Non-steroidal anti-inflammatory drugs are frequently used for the treatment of inflammation, pain, and fever. In this study, we found that 2-ethoxybenzamide (ETZ) significantly enhanced melanin synthesis in B16F1 melanoma cells, and also induced melanosome formation. Therefore, we investigated the mechanism by which ETZ up-regulated melanin synthesis. Western blot analysis demonstrated that ETZ increased melanogenic protein levels, except that for TRP-2. Moreover, semi-quantitative reverse transcription-polymerase chain reaction (RT-PCR) and real-time RT-PCR analyses showed that ETZ enhanced the mRNA levels of melanogenic genes, including microphthalmia-associated transcription factor and melanocortin 1 receptor.
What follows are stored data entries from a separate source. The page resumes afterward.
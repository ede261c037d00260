//! Error types for ID parsing and validation.

use thiserror::Error;

/// Errors that can occur when parsing or validating IDs.
#[derive(Debug, Error, Clone, PartialEq, Eq)]
pub enum IdError {
    /// The ID string is empty.
    #[error("ID cannot be empty")]
    Empty,

    /// The numeric portion of the ID is not a valid number.
    #[error("invalid numeric ID for {kind}: '{actual}'")]
    InvalidNumber { kind: &'static str, actual: String },
}

impl IdError {
    /// Returns true if this error indicates the input was empty.
    pub fn is_empty(&self) -> bool {
        matches!(self, IdError::Empty)
    }

    /// Returns true if this error indicates a malformed number.
    pub fn is_number_error(&self) -> bool {
        matches!(self, IdError::InvalidNumber { .. })
    }
}
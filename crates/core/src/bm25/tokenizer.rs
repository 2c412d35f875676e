//! Whitespace tokenizer for BM25 scoring.
//!
//! Tokenizes text by lowercasing, splitting on Unicode whitespace, and trimming
//! the punctuation in [`config::TOKEN_TRIM_CHARS`] from both ends of each word.
//! Words that are pure punctuation are discarded. Uses a zero-per-token
//! allocation design via byte spans.

use crate::config;

/// Tokenized text: owns the lowercased buffer, provides &str slices via byte spans.
/// Only 1 heap allocation (the lowercased String) instead of N per-token Strings.
pub struct Tokens {
    buffer: String,
    spans: Vec<(u32, u32)>, // (start, end) byte offsets into buffer
}

impl Tokens {
    /// Returns an iterator over the token `&str` slices.
    pub fn iter(&self) -> impl Iterator<Item = &str> + '_ {
        self.spans
            .iter()
            .map(|&(s, e)| &self.buffer[s as usize..e as usize])
    }

    /// Returns the number of tokens.
    pub fn len(&self) -> usize {
        self.spans.len()
    }

    /// Returns `true` if there are no tokens.
    pub fn is_empty(&self) -> bool {
        self.spans.is_empty()
    }
}

/// Tokenize text: lowercase, split on whitespace, trim edge punctuation.
/// Returns a Tokens struct that owns the lowercased buffer. Zero per-token allocation.
pub fn tokenize(text: &str) -> Tokens {
    let buffer = text.to_lowercase();
    let mut spans = Vec::new();
    let mut start: Option<usize> = None;

    for (i, c) in buffer.char_indices() {
        if c.is_whitespace() {
            if let Some(s) = start.take() {
                push_trimmed(&buffer, s, i, &mut spans);
            }
        } else if start.is_none() {
            start = Some(i);
        }
    }
    if let Some(s) = start {
        push_trimmed(&buffer, s, buffer.len(), &mut spans);
    }

    Tokens { buffer, spans }
}

fn push_trimmed(buffer: &str, start: usize, end: usize, spans: &mut Vec<(u32, u32)>) {
    let word = &buffer[start..end];
    let head_trimmed = word.trim_start_matches(config::TOKEN_TRIM_CHARS);
    let token = head_trimmed.trim_end_matches(config::TOKEN_TRIM_CHARS);
    if token.is_empty() {
        return;
    }
    let s = start + (word.len() - head_trimmed.len());
    spans.push((s as u32, (s + token.len()) as u32));
}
We also observed phosphorylation of cAMP response element-binding protein (CREB) following ETZ treatment. However, ETZ did not affect intracellular cAMP levels. ERK was also activated by ETZ treatment, and melanin content was enhanced upon treatment with the specific ERK Inhibitor PD98059. Together, our results indicate that ETZ induces melanin synthesis via CREB phosphorylation.

2-Ethoxybenzamide; Melanogenesis; Non-steroidal anti-inflammatory drugs (NSAIDs); Tyrosinase; cAMP response element-binding protein (CREB).